Introduction to Statistics for A Level Biology

Statistics is an aspect of Biology which can be intimidating for students who find maths challenging.  This need not be the case if you concentrate on what you need to know, rather than allowing yourself to get bogged down in mathematical detail.  What follows is, therefore, an attempt to help A Level Biologists become more comfortable with what they need to know about this subject.

On this page you can find useful hints on:
•  Why we use statistics
•  How we measure probability
•  Which stats tests to use – when and why
•  How to interpret your stats results

 

Why do we use statistics?

When we carry out a biological investigation, we will often end up with a lot of figures which we need to be able to interpret.  For example, we might have measured the heights of a sample of crop plants from two fields which had received different doses of fertilizer, to see if the fertilizer increases the growth of the plant.  We might well find that the average height from one field is greater than the other, but there is likely to be some overlap in individual plants from across the two fields.  Very rarely will we find that every measurement from one sample is greater than every measurement from the other.  There are two possible explanations for the difference in average height that we have found:

1.   There may be a real difference between the two crops.
2.   The crops may in fact be the same size, and the difference we have found is due to chance since we
have only taken a sample from each field – we just so happened to only measure the tallest crops in one
field and the smallest crops in the other.

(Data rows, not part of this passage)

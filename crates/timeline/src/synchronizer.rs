use course::{SyncedSample, TrackSet};
use foundation::math::{GeoPoint, distance, stable_total_cmp_f64};
use foundation::time::{TimeMs, TimeSpan};
use playback::AnimationClock;

use crate::reference::{ReferencePoint, ReferenceSelection};

/// Minimum global window. A start/finish pair closer than this is extended
/// so playback is never instantaneous.
pub const MIN_WINDOW_MS: i64 = 5_000;

/// Window length used when no finish can be resolved at all.
pub const FALLBACK_WINDOW_MS: i64 = 10 * 60 * 1000;

/// The shared [start, end] range all tracks are compared within.
#[derive(Debug, Copy, Clone, PartialEq, Eq)]
pub struct GlobalWindow {
    pub start: TimeMs,
    pub end: TimeMs,
}

impl GlobalWindow {
    pub fn span(&self) -> TimeSpan {
        TimeSpan::new(self.start, self.end)
    }
}

#[derive(Debug, Copy, Clone, PartialEq, Eq)]
pub enum SyncOutcome {
    Synchronized(GlobalWindow),
    /// Nothing to synchronize; state untouched.
    NoVisibleTracks,
}

#[derive(Debug, Clone, PartialEq, Eq)]
pub enum SyncError {
    /// The start reference names a track or sample that does not exist.
    ReferenceResolution,
}

impl std::fmt::Display for SyncError {
    fn fmt(&self, f: &mut std::fmt::Formatter<'_>) -> std::fmt::Result {
        match self {
            SyncError::ReferenceResolution => {
                write!(f, "no valid track/sample for the start reference")
            }
        }
    }
}

impl std::error::Error for SyncError {}

/// Establishes one global window and one synced series per visible track so
/// cross-track comparisons are meaningful.
///
/// Each track is shifted by a constant offset, never time-scaled, so a
/// track's internal pacing survives synchronization and relative speed
/// differences stay physically meaningful.
///
/// On [`SyncError`] the clock is untouched; prior playback state survives.
pub fn synchronize(
    tracks: &mut TrackSet,
    selection: &ReferenceSelection,
    clock: &mut AnimationClock,
) -> Result<SyncOutcome, SyncError> {
    if tracks.visible().next().is_none() {
        return Ok(SyncOutcome::NoVisibleTracks);
    }

    // 1. Start reference: explicit snap, free-coordinate resolution across
    //    all visible tracks, or the most-sampled visible track at index 0.
    let (start_track, start_index) = match selection.start {
        Some(reference) => {
            resolve_reference(tracks, reference).ok_or(SyncError::ReferenceResolution)?
        }
        None => {
            let track = tracks
                .most_sampled_visible()
                .ok_or(SyncError::ReferenceResolution)?;
            (track, 0)
        }
    };
    let start_sample = sample_at(tracks, start_track, start_index)
        .ok_or(SyncError::ReferenceResolution)?;
    let window_start = start_sample.time;
    let start_position = start_sample.point;

    // 2./3. Finish reference and window end, with the fallback chain:
    //    finish sample -> shortest visible track's end -> start + 10 min.
    let finish = selection.finish.and_then(|r| resolve_reference(tracks, r));
    let window_end = match finish {
        Some((track, index)) => match sample_at(tracks, track, index) {
            Some(sample) => sample.time,
            None => fallback_end(tracks, window_start),
        },
        None => match selection.finish {
            // A finish was requested but resolves nowhere.
            Some(_) => fallback_end(tracks, window_start),
            // No finish at all: the start reference track's last sample.
            None => tracks
                .get(start_track)
                .and_then(|t| t.end_time())
                .unwrap_or_else(|| fallback_end(tracks, window_start)),
        },
    };
    let window_end = enforce_minimum(window_start, window_end);
    let window = GlobalWindow {
        start: window_start,
        end: window_end,
    };

    // 4. Per-track constant offset: each track independently finds where it
    //    passes nearest the start position and shifts that onto the window
    //    start. Positions are never altered, only times.
    let visible: Vec<usize> = tracks.visible().map(|(i, _)| i).collect();
    for index in visible {
        let Some(track) = tracks.get_mut(index) else {
            continue;
        };
        let Some(local_start) = track.find_closest_sample(start_position) else {
            continue;
        };
        let offset = window_start.since(track.samples()[local_start].time);
        let series = track
            .samples()
            .iter()
            .map(|s| SyncedSample::new(s.time.offset_by(offset), s.point))
            .collect();
        track.set_synced(series);
    }

    // 5. Publish the window to the clock.
    clock.set_window(window.span());

    Ok(SyncOutcome::Synchronized(window))
}

/// Resolves a reference to a concrete (track, sample) pair. A free
/// coordinate snaps to the globally closest sample across visible tracks;
/// a snapped pair is validated against the current set.
pub fn resolve_reference(
    tracks: &TrackSet,
    reference: ReferencePoint,
) -> Option<(usize, usize)> {
    match reference {
        ReferencePoint::Snapped { track, sample } => {
            let t = tracks.get(track)?;
            if sample < t.len() {
                Some((track, sample))
            } else {
                None
            }
        }
        ReferencePoint::Free(point) => closest_across_visible(tracks, point),
    }
}

/// Globally closest sample to `point` across all visible tracks.
///
/// Ordering contract: distance ties keep the earliest track index (and the
/// first sample found within it).
pub fn closest_across_visible(tracks: &TrackSet, point: GeoPoint) -> Option<(usize, usize)> {
    let mut best: Option<(usize, usize, f64)> = None;
    for (i, track) in tracks.visible() {
        let Some(sample_index) = track.find_closest_sample(point) else {
            continue;
        };
        let d = distance(point, track.samples()[sample_index].point);
        let closer = match best {
            None => true,
            Some((_, _, bd)) => stable_total_cmp_f64(d, bd).is_lt(),
        };
        if closer {
            best = Some((i, sample_index, d));
        }
    }
    best.map(|(t, s, _)| (t, s))
}

fn sample_at(tracks: &TrackSet, track: usize, index: usize) -> Option<course::Sample> {
    tracks.get(track)?.samples().get(index).copied()
}

fn fallback_end(tracks: &TrackSet, start: TimeMs) -> TimeMs {
    if let Some(shortest) = tracks.shortest_visible()
        && let Some(end) = tracks.get(shortest).and_then(|t| t.end_time())
    {
        return end;
    }
    start.offset_by(FALLBACK_WINDOW_MS)
}

fn enforce_minimum(start: TimeMs, end: TimeMs) -> TimeMs {
    if end.since(start) < MIN_WINDOW_MS {
        start.offset_by(MIN_WINDOW_MS)
    } else {
        end
    }
}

We need to be able to distinguish between these two possibilities, and this is where statistical tests come to our aid.

Statistical tests are used to tell us how likely it is that our results are due to chance.

Stats tests enable us to calculate the probability that our results are real or due to chance.

 

How do I measure probability?

Probability is normally measured on a scale from 0 – 1, where 0 represents impossibility and 1 represents certainty. The probability that our results are due to chance could take any value between 0 and 1.  We need to agree on what level of probability we are going to accept before we decide that the difference is real.  For most purposes, and certainly for A Level Biology, the level which is conventionally chosen is that the probability that our result is due to chance should be no more than 0.05.  This means that there is only a 1 in 20, or 5% probability that the difference we have seen is due to chance

  •   We can be 95% confident that our results are real – there is a high chance that something really is   going on!

At this point, we say that the difference is statistically significant. We have not proved that one crop is taller than the other, but we will now proceed on the assumption that this is the case.

 

How do I know which test to use?

Different statistical tests are used in different circumstances. There are a few steps to go through to tell you what test you should be using.

1. First you need to decide whether you are looking for differences or associations between sets of data.
In the crop measuring example above you want to know if the average height of the plants is different in the two samples.  If you had measured several samples at intervals, for example from the top of a slope to the bottom, you would want to know whether there is an association between the height of the plants and the distance down the slope.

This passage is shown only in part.